[Stored items]
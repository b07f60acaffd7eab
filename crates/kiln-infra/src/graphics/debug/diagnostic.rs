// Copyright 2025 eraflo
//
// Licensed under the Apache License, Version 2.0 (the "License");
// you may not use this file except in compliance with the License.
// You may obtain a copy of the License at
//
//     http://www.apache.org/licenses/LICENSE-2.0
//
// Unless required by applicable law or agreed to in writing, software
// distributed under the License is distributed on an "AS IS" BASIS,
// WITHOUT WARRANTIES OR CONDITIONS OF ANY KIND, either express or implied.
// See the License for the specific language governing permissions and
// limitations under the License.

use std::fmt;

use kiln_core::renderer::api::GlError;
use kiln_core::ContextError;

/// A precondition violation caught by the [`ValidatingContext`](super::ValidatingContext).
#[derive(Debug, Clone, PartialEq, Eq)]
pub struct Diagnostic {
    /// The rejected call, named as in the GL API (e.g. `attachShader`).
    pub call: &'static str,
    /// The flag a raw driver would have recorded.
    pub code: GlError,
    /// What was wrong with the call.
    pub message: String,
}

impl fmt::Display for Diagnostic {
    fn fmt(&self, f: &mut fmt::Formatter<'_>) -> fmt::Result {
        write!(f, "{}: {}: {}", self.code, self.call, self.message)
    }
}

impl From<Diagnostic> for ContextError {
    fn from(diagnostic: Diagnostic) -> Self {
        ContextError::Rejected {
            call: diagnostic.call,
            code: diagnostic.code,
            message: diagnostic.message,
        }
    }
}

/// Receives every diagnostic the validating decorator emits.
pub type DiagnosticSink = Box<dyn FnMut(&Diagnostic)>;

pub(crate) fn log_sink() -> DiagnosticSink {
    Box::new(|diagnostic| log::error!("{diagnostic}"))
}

What the task asks:
Could you set down exactly the lines from the one containing "impl fmt::Display for" through the last line of the records above, both included?

Response to this task:
impl fmt::Display for Diagnostic {
    fn fmt(&self, f: &mut fmt::Formatter<'_>) -> fmt::Result {
        write!(f, "{}: {}: {}", self.code, self.call, self.message)
    }
}

impl From<Diagnostic> for ContextError {
    fn from(diagnostic: Diagnostic) -> Self {
        ContextError::Rejected {
            call: diagnostic.call,
            code: diagnostic.code,
            message: diagnostic.message,
        }
    }
}

/// Receives every diagnostic the validating decorator emits.
pub type DiagnosticSink = Box<dyn FnMut(&Diagnostic)>;

pub(crate) fn log_sink() -> DiagnosticSink {
    Box::new(|diagnostic| log::error!("{diagnostic}"))
}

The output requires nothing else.